## What the exercise asks
Only the lines from the start of the entries up to and including the line with "per-tag block histogram" should be written out, exactly as they stand.

Stored items:
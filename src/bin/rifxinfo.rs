use clap::{ArgAction, Parser};
use rifx::blocks::{ANON, Block, BlockData, List};
use std::collections::BTreeMap;
use std::fs::File;

#[derive(Parser, Debug)]
#[command(version, about = "Summarize the chunk structure of a RIFX file")]
struct Args {
    /// RIFX file path
    path: String,

    /// Also print a per-tag block histogram
    #[arg(long, action = ArgAction::SetTrue)]
    tags: bool,
}

#[derive(Default)]
struct Stats {
    blocks: usize,
    lists: usize,
    recovered: usize,
    raw_bytes: u64,
    max_depth: usize,
    per_tag: BTreeMap<String, usize>,
}

fn main() -> anyhow::Result<()> {
    let args = Args::parse();
    let mut f = File::open(&args.path)?;
    let root = rifx::parse(&mut f)?;

    let mut stats = Stats::default();
    collect(&root, 1, &mut stats);

    println!("root identifier : {}", root.identifier);
    println!("top-level blocks: {}", root.num_blocks());
    println!("total blocks    : {}", stats.blocks);
    println!("nested lists    : {}", stats.lists);
    println!("raw payload     : {} bytes", stats.raw_bytes);
    println!("max depth       : {}", stats.max_depth);
    if stats.recovered > 0 {
        println!("recovered ANON  : {}", stats.recovered);
    }

    if args.tags {
        println!();
        for (tag, count) in &stats.per_tag {
            println!("{tag}  {count}");
        }
    }

    Ok(())
}

fn collect(list: &List, depth: usize, stats: &mut Stats) {
    stats.max_depth = stats.max_depth.max(depth);
    list.for_each(|b: &Block| {
        stats.blocks += 1;
        *stats.per_tag.entry(b.typ.to_string()).or_default() += 1;
        if b.typ == ANON {
            stats.recovered += 1;
        }
        match &b.data {
            BlockData::Raw(bytes) => stats.raw_bytes += bytes.len() as u64,
            BlockData::List(nested) => {
                stats.lists += 1;
                collect(nested, depth + 1, stats);
            }
        }
    });
}
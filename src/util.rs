use std::fmt::Write;

/// Offset-addressed hex + ASCII dump, 16 bytes per row.
pub fn hex_dump(bytes: &[u8], start_offset: u64) -> String {
    let mut out = String::new();
    for (row, line) in bytes.chunks(16).enumerate() {
        let offs = start_offset + (row as u64) * 16;
        let hexs: String = line.iter().map(|b| format!("{:02x} ", b)).collect();
        let ascii: String = line
            .iter()
            .map(|&c| if (32..=126).contains(&c) { c as char } else { '.' })
            .collect();
        let _ = writeln!(out, "{:08x}  {:<48}  |{}|", offs, hexs, ascii);
    }
    out
}
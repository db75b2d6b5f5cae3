use crate::blocks::{Block, BlockData, List};
use serde::Serialize;

/// A JSON-serializable representation of a single block.
///
/// This is designed for JSON output in tools like `rifxdump` and for use
/// in UIs built on top of the parsed tree.
#[derive(Serialize)]
pub struct JsonBlock {
    /// Four-character block tag (lossy, e.g. "CASt" or "ANON")
    pub typ: String,
    /// Declared payload size from the stream
    pub size: u32,
    /// Block classification: "raw" or "list"
    pub kind: String,
    /// Hex preview of the first bytes of a raw payload
    pub preview: Option<String>,
    /// Nested list for "list" blocks
    pub list: Option<JsonList>,
}

/// A JSON-serializable representation of a list and its children.
#[derive(Serialize)]
pub struct JsonList {
    pub identifier: String,
    pub num_blocks: usize,
    pub blocks: Vec<JsonBlock>,
}

/// Build the JSON tree for a parsed list. Raw payloads carry a hex
/// preview of at most `preview_bytes` bytes (0 disables previews).
pub fn json_tree(list: &List, preview_bytes: usize) -> JsonList {
    JsonList {
        identifier: list.identifier.to_string(),
        num_blocks: list.num_blocks(),
        blocks: list.blocks.iter().map(|b| json_block(b, preview_bytes)).collect(),
    }
}

fn json_block(block: &Block, preview_bytes: usize) -> JsonBlock {
    let (kind, preview, list) = match &block.data {
        BlockData::Raw(bytes) => {
            let preview = if preview_bytes == 0 || bytes.is_empty() {
                None
            } else {
                let n = bytes.len().min(preview_bytes);
                Some(hex::encode(&bytes[..n]))
            };
            ("raw".to_string(), preview, None)
        }
        BlockData::List(nested) => {
            ("list".to_string(), None, Some(json_tree(nested, preview_bytes)))
        }
    };

    JsonBlock {
        typ: block.typ.to_string(),
        size: block.size,
        kind,
        preview,
        list,
    }
}
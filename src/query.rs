use crate::blocks::{Block, BlockData, FourCC, List};
use crate::parser::{Error, Result};

impl List {
    /// Visit each direct child block in stream order.
    pub fn for_each<F: FnMut(&Block)>(&self, mut f: F) {
        for block in &self.blocks {
            f(block);
        }
    }

    /// Transform each direct child block, preserving order. The result
    /// always has exactly one element per child.
    pub fn map<T, F: FnMut(&Block) -> T>(&self, f: F) -> Vec<T> {
        self.blocks.iter().map(f).collect()
    }

    /// A new list (same identifier) holding clones of the children that
    /// satisfy the predicate, in their original order. The source is not
    /// touched.
    pub fn filter<F: FnMut(&Block) -> bool>(&self, mut pred: F) -> List {
        List {
            identifier: self.identifier,
            blocks: self.blocks.iter().filter(|b| pred(b)).cloned().collect(),
        }
    }

    /// First child block satisfying the predicate, in stream order.
    pub fn find<F: FnMut(&Block) -> bool>(&self, mut pred: F) -> Result<&Block> {
        self.blocks.iter().find(|b| pred(b)).ok_or(Error::NotFound)
    }

    /// Direct `LIST` children whose own identifier equals `identifier`.
    /// Does not descend below direct children.
    pub fn sublist_filter(&self, identifier: FourCC) -> Vec<&List> {
        self.blocks
            .iter()
            .filter_map(|b| match &b.data {
                BlockData::List(l) if l.identifier == identifier => Some(l),
                _ => None,
            })
            .collect()
    }

    /// Flatten one level of grouping: a new list tagged `identifier`
    /// whose blocks are the concatenated children of every matching
    /// sublist, in discovery order. Zero matches yields an empty list.
    pub fn sublist_merge(&self, identifier: FourCC) -> List {
        let mut blocks = Vec::new();
        for sublist in self.sublist_filter(identifier) {
            blocks.extend(sublist.blocks.iter().cloned());
        }
        List { identifier, blocks }
    }
}
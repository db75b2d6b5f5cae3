use crate::blocks::{Block, BlockData};
use crate::parser::{Error, Result};
use byteorder::{BigEndian, ByteOrder};
use std::io::{Cursor, Read};

/// A fixed-width, big-endian packed payload layout.
///
/// Implementors declare their exact on-stream width and decode themselves
/// from a reader positioned at the start of the payload. Used with
/// [`Block::to_struct`], which width-checks the payload first.
pub trait Layout: Sized {
    /// Exact payload width in bytes.
    const WIDTH: usize;
    fn read_from<R: Read>(r: &mut R) -> std::io::Result<Self>;
}

impl Block {
    /// The raw payload bytes, or [`Error::NotRaw`] for a `LIST` block.
    pub fn raw(&self) -> Result<&[u8]> {
        match &self.data {
            BlockData::Raw(b) => Ok(b),
            BlockData::List(_) => Err(Error::NotRaw),
        }
    }

    /// The payload reinterpreted as text. Not required to be valid UTF-8;
    /// invalid sequences are replaced, as with any lossy display.
    pub fn to_text(&self) -> Result<String> {
        Ok(String::from_utf8_lossy(self.raw()?).into_owned())
    }

    /// Decode the payload as a fixed-width big-endian struct.
    pub fn to_struct<T: Layout>(&self) -> Result<T> {
        let raw = self.raw()?;
        if raw.len() != T::WIDTH {
            return Err(Error::Decode { expected: T::WIDTH, actual: raw.len() });
        }
        let mut cur = Cursor::new(raw);
        Ok(T::read_from(&mut cur)?)
    }

    pub fn to_u8(&self) -> Result<u8> {
        let raw = self.lead(1)?;
        Ok(raw[0])
    }

    pub fn to_u16(&self) -> Result<u16> {
        Ok(BigEndian::read_u16(self.lead(2)?))
    }

    pub fn to_u32(&self) -> Result<u32> {
        Ok(BigEndian::read_u32(self.lead(4)?))
    }

    pub fn to_u64(&self) -> Result<u64> {
        Ok(BigEndian::read_u64(self.lead(8)?))
    }

    // First `n` payload bytes, width-checked.
    fn lead(&self, n: usize) -> Result<&[u8]> {
        let raw = self.raw()?;
        if raw.len() < n {
            return Err(Error::Decode { expected: n, actual: raw.len() });
        }
        Ok(&raw[..n])
    }
}
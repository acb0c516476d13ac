//! # DreamPip API Server Library
//!
//! HTTP surface over the budget ledger: budget reads and checks, task-list
//! CRUD that keeps budget totals consistent, and user settings.
//!
//! ## Modules
//!
//! - `app`: Application state and router builder
//! - `config`: Configuration management
//! - `error`: Error handling and HTTP response mapping
//! - `routes`: API route handlers

pub mod app;
pub mod config;
pub mod error;
pub mod routes;
/// Task-list endpoints
///
/// Every write that touches a budget share is checked against each owner's
/// headroom first and followed by a recalculation of every owner. Lists the
/// caller does not own read as 404.
///
/// A list is shared by inviting another user, who becomes a co-owner (and is
/// charged the list's share) only after accepting.
///
/// # Endpoints
///
/// - `GET /v1/task-lists` - List the caller's task lists
/// - `POST /v1/task-lists` - Create a task list
/// - `GET /v1/task-lists/invites` - Lists the caller is invited to
/// - `GET /v1/task-lists/:id` - Get one task list
/// - `PATCH /v1/task-lists/:id` - Rename and/or change the budget share
/// - `DELETE /v1/task-lists/:id` - Delete a task list
/// - `POST /v1/task-lists/:id/invites` - Invite a co-owner
/// - `POST /v1/task-lists/:id/accept` - Accept an invite
/// - `POST /v1/task-lists/:id/decline` - Decline an invite

use crate::{app::AppState, error::ApiResult};
use axum::{
    extract::{Path, State},
    http::StatusCode,
    Extension, Json,
};
use dreampip_shared::auth::context::AuthContext;
use dreampip_shared::budget::NewTaskList;
use dreampip_shared::models::task_list::{TaskList, UpdateTaskList};
use serde::{Deserialize, Deserializer, Serialize};
use uuid::Uuid;
use validator::Validate;

/// Create task list request
#[derive(Debug, Deserialize, Validate)]
#[serde(deny_unknown_fields)]
pub struct CreateTaskListRequest {
    #[validate(length(min = 1, max = 200, message = "Name must be 1-200 characters"))]
    pub name: String,

    /// Share of the owner's budget, 0-100 (omit for none)
    #[serde(default)]
    pub budget_percentage: Option<f64>,
}

/// Invite request
#[derive(Debug, Deserialize)]
pub struct InviteRequest {
    pub user_id: Uuid,
}

/// Update task list request
///
/// `budget_percentage` distinguishes absent (unchanged) from `null` (cleared).
#[derive(Debug, Default, Deserialize, Validate)]
pub struct UpdateTaskListRequest {
    #[validate(length(min = 1, max = 200, message = "Name must be 1-200 characters"))]
    pub name: Option<String>,

    #[serde(default, deserialize_with = "double_option")]
    pub budget_percentage: Option<Option<f64>>,
}

fn double_option<'de, D>(deserializer: D) -> Result<Option<Option<f64>>, D::Error>
where
    D: Deserializer<'de>,
{
    Option::<f64>::deserialize(deserializer).map(Some)
}

#[derive(Debug, Serialize, Deserialize)]
pub struct ListTaskListsResponse {
    pub task_lists: Vec<TaskList>,
}

/// List task lists
///
/// ```text
/// GET /v1/task-lists
/// Authorization: Bearer <jwt_token>
/// ```
pub async fn list_task_lists(
    State(state): State<AppState>,
    Extension(auth): Extension<AuthContext>,
) -> ApiResult<Json<ListTaskListsResponse>> {
    let task_lists = state.task_lists.list_for_user(auth.user_id).await?;
    Ok(Json(ListTaskListsResponse { task_lists }))
}

/// Create task list
///
/// ```text
/// POST /v1/task-lists
///
/// { "name": "Groceries", "budget_percentage": 25 }
/// ```
///
/// Returns 201 with the new list, 409 `budget_exceeded` if the caller lacks
/// the headroom, 422 for an invalid name or percentage.
pub async fn create_task_list(
    State(state): State<AppState>,
    Extension(auth): Extension<AuthContext>,
    Json(req): Json<CreateTaskListRequest>,
) -> ApiResult<(StatusCode, Json<TaskList>)> {
    req.validate()?;

    let list = state
        .task_lists
        .create(
            auth.user_id,
            NewTaskList {
                name: req.name,
                budget_percentage: req.budget_percentage,
            },
        )
        .await?;

    Ok((StatusCode::CREATED, Json(list)))
}

/// Get task list
pub async fn get_task_list(
    State(state): State<AppState>,
    Extension(auth): Extension<AuthContext>,
    Path(id): Path<Uuid>,
) -> ApiResult<Json<TaskList>> {
    Ok(Json(state.task_lists.get(auth.user_id, id).await?))
}

/// Update task list
///
/// ```text
/// PATCH /v1/task-lists/:id
///
/// { "budget_percentage": 40 }
/// ```
pub async fn update_task_list(
    State(state): State<AppState>,
    Extension(auth): Extension<AuthContext>,
    Path(id): Path<Uuid>,
    Json(req): Json<UpdateTaskListRequest>,
) -> ApiResult<Json<TaskList>> {
    req.validate()?;

    let list = state
        .task_lists
        .update(
            auth.user_id,
            id,
            UpdateTaskList {
                name: req.name,
                budget_percentage: req.budget_percentage,
            },
        )
        .await?;

    Ok(Json(list))
}

/// Delete task list
///
/// Returns 204; the former owners' totals are recalculated.
pub async fn delete_task_list(
    State(state): State<AppState>,
    Extension(auth): Extension<AuthContext>,
    Path(id): Path<Uuid>,
) -> ApiResult<StatusCode> {
    state.task_lists.delete(auth.user_id, id).await?;
    Ok(StatusCode::NO_CONTENT)
}

/// Lists the caller has been invited to
pub async fn list_invites(
    State(state): State<AppState>,
    Extension(auth): Extension<AuthContext>,
) -> ApiResult<Json<ListTaskListsResponse>> {
    let task_lists = state.task_lists.list_invites(auth.user_id).await?;
    Ok(Json(ListTaskListsResponse { task_lists }))
}

/// Invite a co-owner
///
/// ```text
/// POST /v1/task-lists/:id/invites
///
/// { "user_id": "6f1c..." }
/// ```
///
/// The invitee's budget is untouched until they accept.
pub async fn invite_co_owner(
    State(state): State<AppState>,
    Extension(auth): Extension<AuthContext>,
    Path(id): Path<Uuid>,
    Json(req): Json<InviteRequest>,
) -> ApiResult<Json<TaskList>> {
    let list = state.task_lists.invite(auth.user_id, id, req.user_id).await?;
    Ok(Json(list))
}

/// Accept an invite
///
/// Returns 409 `budget_exceeded` if the list's share does not fit the
/// caller's remaining budget; the invite stays open.
pub async fn accept_invite(
    State(state): State<AppState>,
    Extension(auth): Extension<AuthContext>,
    Path(id): Path<Uuid>,
) -> ApiResult<Json<TaskList>> {
    Ok(Json(state.task_lists.accept_invite(auth.user_id, id).await?))
}

/// Decline an invite
pub async fn decline_invite(
    State(state): State<AppState>,
    Extension(auth): Extension<AuthContext>,
    Path(id): Path<Uuid>,
) -> ApiResult<StatusCode> {
    state.task_lists.decline_invite(auth.user_id, id).await?;
    Ok(StatusCode::NO_CONTENT)
}
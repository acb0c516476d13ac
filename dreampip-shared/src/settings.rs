/// Typed per-user settings
///
/// Settings are persisted as a JSON document on the user row. They are decoded
/// and validated here, once, when crossing the storage boundary; the rest of
/// the code works with `UserSettings` and its accessors and never pokes at raw
/// JSON.
///
/// Reading is lenient: a stored document that fails to decode or validate is
/// logged and replaced with defaults so a bad row never breaks a request.
/// Writing is strict: `to_stored` refuses settings that do not validate.
///
/// # Example
///
/// ```
/// use dreampip_shared::settings::{Theme, UserSettings};
/// use serde_json::json;
///
/// let settings = UserSettings::from_stored(json!({ "locale": "fr", "monthly_budget": 1200.0 }));
/// assert_eq!(settings.locale(), "fr");
/// assert_eq!(settings.theme(), Theme::System);
/// assert_eq!(settings.allocated_amount(25.0), Some(300.0));
/// ```

use serde::{Deserialize, Serialize};
use serde_json::Value as JsonValue;
use tracing::warn;
use validator::{Validate, ValidationError};

pub const DEFAULT_LOCALE: &str = "en";
pub const DEFAULT_TIMEZONE: &str = "UTC";
pub const DEFAULT_CURRENCY: &str = "USD";

/// UI colour scheme
#[derive(Debug, Clone, Copy, Default, PartialEq, Eq, Serialize, Deserialize)]
#[serde(rename_all = "lowercase")]
pub enum Theme {
    Light,
    Dark,
    #[default]
    System,
}

/// Settings document stored on each user
#[derive(Debug, Clone, Default, PartialEq, Serialize, Deserialize, Validate)]
pub struct UserSettings {
    /// BCP 47 language tag, e.g. "en" or "pt-BR"
    #[serde(default, skip_serializing_if = "Option::is_none")]
    #[validate(length(min = 2, max = 35, message = "Locale must be 2-35 characters"))]
    pub locale: Option<String>,

    /// IANA timezone name
    #[serde(default, skip_serializing_if = "Option::is_none")]
    #[validate(length(min = 1, max = 64, message = "Timezone must be 1-64 characters"))]
    pub timezone: Option<String>,

    /// ISO 4217 currency code
    #[serde(default, skip_serializing_if = "Option::is_none")]
    #[validate(custom(function = "validate_currency"))]
    pub currency: Option<String>,

    #[serde(default, skip_serializing_if = "Option::is_none")]
    pub theme: Option<Theme>,

    /// Notional budget amount the percentages are shares of
    #[serde(default, skip_serializing_if = "Option::is_none")]
    #[validate(range(min = 0.0, message = "Monthly budget cannot be negative"))]
    pub monthly_budget: Option<f64>,
}

fn validate_currency(code: &str) -> Result<(), ValidationError> {
    if code.len() == 3 && code.chars().all(|c| c.is_ascii_uppercase()) {
        Ok(())
    } else {
        let mut err = ValidationError::new("currency");
        err.message = Some("Currency must be a 3-letter uppercase ISO code".into());
        Err(err)
    }
}

impl UserSettings {
    /// Decodes a stored settings document, falling back to defaults
    pub fn from_stored(value: JsonValue) -> Self {
        if value.is_null() {
            return Self::default();
        }

        let settings: Self = match serde_json::from_value(value) {
            Ok(settings) => settings,
            Err(e) => {
                warn!(error = %e, "Stored user settings could not be decoded, using defaults");
                return Self::default();
            }
        };

        if let Err(e) = settings.validate() {
            warn!(error = %e, "Stored user settings failed validation, using defaults");
            return Self::default();
        }

        settings
    }

    /// Validates and encodes settings for storage
    pub fn to_stored(&self) -> Result<JsonValue, SettingsError> {
        self.validate()
            .map_err(|e| SettingsError::Invalid(e.to_string()))?;
        serde_json::to_value(self).map_err(|e| SettingsError::Encode(e.to_string()))
    }

    pub fn locale(&self) -> &str {
        self.locale.as_deref().unwrap_or(DEFAULT_LOCALE)
    }

    pub fn timezone(&self) -> &str {
        self.timezone.as_deref().unwrap_or(DEFAULT_TIMEZONE)
    }

    pub fn currency(&self) -> &str {
        self.currency.as_deref().unwrap_or(DEFAULT_CURRENCY)
    }

    pub fn theme(&self) -> Theme {
        self.theme.unwrap_or_default()
    }

    /// Amount a percentage share represents, if a budget amount is set
    pub fn allocated_amount(&self, budget_percentage: f64) -> Option<f64> {
        self.monthly_budget
            .map(|budget| budget * budget_percentage / 100.0)
    }
}

/// Settings could not be written
#[derive(Debug, Clone, PartialEq, thiserror::Error)]
pub enum SettingsError {
    #[error("Invalid settings: {0}")]
    Invalid(String),

    #[error("Settings could not be encoded: {0}")]
    Encode(String),
}
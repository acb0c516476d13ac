/// Common test utilities for API tests
///
/// Builds the real router over an in-memory store, so route tests run without
/// PostgreSQL:
/// - Test user creation
/// - JWT token minting
/// - Request/response helpers

use axum::body::Body;
use axum::http::{Request, StatusCode};
use dreampip_api::app::{build_router, AppState};
use dreampip_api::config::Config;
use dreampip_shared::auth::jwt::{create_token, Claims};
use dreampip_shared::budget::MemoryBudgetStore;
use dreampip_shared::models::user::{CreateUser, User};
use serde_json::Value;
use std::collections::HashMap;
use std::sync::Arc;
use tower::ServiceExt;
use uuid::Uuid;

pub const TEST_SECRET: &str = "test-secret-key-at-least-32-bytes-long";

/// Test context containing all necessary resources
pub struct TestContext {
    pub store: Arc<MemoryBudgetStore>,
    pub app: axum::Router,
    pub config: Config,
    pub user: User,
    pub jwt_token: String,
}

impl TestContext {
    pub async fn new() -> anyhow::Result<Self> {
        let vars: HashMap<&str, &str> = [
            ("DATABASE_URL", "postgresql://unused/dreampip_test"),
            ("JWT_SECRET", TEST_SECRET),
        ]
        .into_iter()
        .collect();
        let config = Config::from_vars(|key| vars.get(key).map(|v| v.to_string()))?;

        let store = Arc::new(MemoryBudgetStore::new());
        let user = create_user(&store, "test").await;
        let jwt_token = create_token(&Claims::new(user.id), &config.jwt.secret)?;

        let app = build_router(AppState::new(store.clone(), config.clone()));

        Ok(TestContext {
            store,
            app,
            config,
            user,
            jwt_token,
        })
    }

    /// Returns authorization header value
    pub fn auth_header(&self) -> String {
        format!("Bearer {}", self.jwt_token)
    }

    /// Token for another user of the same store
    pub fn token_for(&self, user_id: Uuid) -> String {
        create_token(&Claims::new(user_id), &self.config.jwt.secret).unwrap()
    }

    /// Sends a request as the context's user
    pub async fn send(&self, method: &str, uri: &str, body: Option<Value>) -> (StatusCode, Value) {
        self.send_as(&self.jwt_token, method, uri, body).await
    }

    /// Sends a request with the given bearer token
    pub async fn send_as(
        &self,
        token: &str,
        method: &str,
        uri: &str,
        body: Option<Value>,
    ) -> (StatusCode, Value) {
        let request = Request::builder()
            .method(method)
            .uri(uri)
            .header("authorization", format!("Bearer {}", token))
            .header("content-type", "application/json")
            .body(match body {
                Some(json) => Body::from(json.to_string()),
                None => Body::empty(),
            })
            .unwrap();

        call(&self.app, request).await
    }
}

pub async fn create_user(store: &MemoryBudgetStore, name: &str) -> User {
    store
        .insert_user(CreateUser {
            email: format!("{}-{}@example.com", name, Uuid::new_v4()),
            name: Some(name.to_string()),
        })
        .await
}

/// Runs a request through the router and parses the JSON body, if any
pub async fn call(app: &axum::Router, request: Request<Body>) -> (StatusCode, Value) {
    let response = app.clone().oneshot(request).await.unwrap();
    let status = response.status();

    let body = axum::body::to_bytes(response.into_body(), usize::MAX)
        .await
        .unwrap();
    let json = if body.is_empty() {
        Value::Null
    } else {
        serde_json::from_slice(&body).unwrap_or_else(|_| {
            panic!("Expected JSON body, got: {}", String::from_utf8_lossy(&body))
        })
    };

    (status, json)
}
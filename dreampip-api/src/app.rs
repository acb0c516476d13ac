/// Application state and router builder
///
/// # Example
///
/// ```no_run
/// use dreampip_api::{app::{build_router, AppState}, config::Config};
/// use dreampip_shared::budget::PgBudgetStore;
/// use sqlx::PgPool;
/// use std::sync::Arc;
///
/// # async fn example() -> anyhow::Result<()> {
/// let config = Config::from_env()?;
/// let pool = PgPool::connect(&config.database.url).await?;
/// let state = AppState::new(Arc::new(PgBudgetStore::new(pool)), config);
/// let app = build_router(state);
/// # Ok(())
/// # }
/// ```

use crate::{config::Config, error::ApiError, routes};
use axum::{
    extract::{Request, State},
    http::{header, HeaderValue, Method},
    middleware::Next,
    response::Response,
    routing::{get, post},
    Router,
};
use dreampip_shared::auth::context::authenticate;
use dreampip_shared::budget::{BudgetLedger, BudgetStore, SettingsService, TaskListService};
use std::sync::Arc;
use tower_http::{
    cors::CorsLayer,
    trace::{DefaultMakeSpan, DefaultOnResponse, TraceLayer},
};
use tracing::Level;

/// Shared application state
///
/// Cloned into each handler via Axum's `State` extractor.
#[derive(Clone)]
pub struct AppState {
    pub store: Arc<dyn BudgetStore>,

    pub ledger: BudgetLedger,

    pub task_lists: TaskListService,

    pub settings: SettingsService,

    pub config: Arc<Config>,
}

impl AppState {
    pub fn new(store: Arc<dyn BudgetStore>, config: Config) -> Self {
        let task_lists = TaskListService::new(store.clone());
        Self {
            ledger: task_lists.ledger().clone(),
            settings: SettingsService::new(store.clone()),
            task_lists,
            store,
            config: Arc::new(config),
        }
    }

    pub fn jwt_secret(&self) -> &str {
        &self.config.jwt.secret
    }
}

/// Builds the complete Axum router with all routes and middleware
///
/// ```text
/// /
/// ├── GET /health                      # public
/// └── /v1/                             # bearer token required
///     ├── GET    /budget
///     ├── GET    /budget/remaining
///     ├── POST   /budget/validate
///     ├── POST   /budget/recalculate
///     ├── GET    /task-lists
///     ├── POST   /task-lists
///     ├── GET    /task-lists/invites
///     ├── GET    /task-lists/:id
///     ├── PATCH  /task-lists/:id
///     ├── DELETE /task-lists/:id
///     ├── POST   /task-lists/:id/invites
///     ├── POST   /task-lists/:id/accept
///     ├── POST   /task-lists/:id/decline
///     ├── GET    /settings
///     └── PUT    /settings
/// ```
pub fn build_router(state: AppState) -> Router {
    let health_routes = Router::new().route("/health", get(routes::health::health_check));

    let v1_routes = Router::new()
        .route("/budget", get(routes::budget::get_summary))
        .route("/budget/remaining", get(routes::budget::get_remaining))
        .route("/budget/validate", post(routes::budget::validate))
        .route("/budget/recalculate", post(routes::budget::recalculate))
        .route(
            "/task-lists",
            get(routes::task_lists::list_task_lists).post(routes::task_lists::create_task_list),
        )
        .route("/task-lists/invites", get(routes::task_lists::list_invites))
        .route(
            "/task-lists/:id",
            get(routes::task_lists::get_task_list)
                .patch(routes::task_lists::update_task_list)
                .delete(routes::task_lists::delete_task_list),
        )
        .route(
            "/task-lists/:id/invites",
            post(routes::task_lists::invite_co_owner),
        )
        .route("/task-lists/:id/accept", post(routes::task_lists::accept_invite))
        .route("/task-lists/:id/decline", post(routes::task_lists::decline_invite))
        .route(
            "/settings",
            get(routes::settings::get_settings).put(routes::settings::replace_settings),
        )
        .layer(axum::middleware::from_fn_with_state(
            state.clone(),
            jwt_auth_layer,
        ));

    Router::new()
        .merge(health_routes)
        .nest("/v1", v1_routes)
        .layer(
            TraceLayer::new_for_http()
                .make_span_with(DefaultMakeSpan::new().level(Level::INFO))
                .on_response(DefaultOnResponse::new().level(Level::INFO)),
        )
        .layer(cors_layer(&state.config))
        .with_state(state)
}

fn cors_layer(config: &Config) -> CorsLayer {
    if config.allows_any_origin() {
        return CorsLayer::permissive();
    }

    let origins: Vec<HeaderValue> = config
        .api
        .cors_origins
        .iter()
        .filter_map(|origin| origin.parse().ok())
        .collect();

    CorsLayer::new()
        .allow_origin(origins)
        .allow_methods([
            Method::GET,
            Method::POST,
            Method::PUT,
            Method::PATCH,
            Method::DELETE,
            Method::OPTIONS,
        ])
        .allow_headers([header::AUTHORIZATION, header::CONTENT_TYPE])
        .allow_credentials(true)
        .max_age(std::time::Duration::from_secs(3600))
}

/// Validates the bearer token and injects `AuthContext` into the request
async fn jwt_auth_layer(
    State(state): State<AppState>,
    mut req: Request,
    next: Next,
) -> Result<Response, ApiError> {
    let auth_header = req
        .headers()
        .get(header::AUTHORIZATION)
        .and_then(|v| v.to_str().ok());

    let auth_context = authenticate(auth_header, state.jwt_secret())?;
    req.extensions_mut().insert(auth_context);

    Ok(next.run(req).await)
}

## Reply
filename src/bin/rifxinfo.rs
use clap::{ArgAction, Parser};
use rifx::blocks::{ANON, Block, BlockData, List};
use std::collections::BTreeMap;
use std::fs::File;

#[derive(Parser, Debug)]
#[command(version, about = "Summarize the chunk structure of a RIFX file")]
struct Args {
    /// RIFX file path
    path: String,

    /// Also print a per-tag block histogram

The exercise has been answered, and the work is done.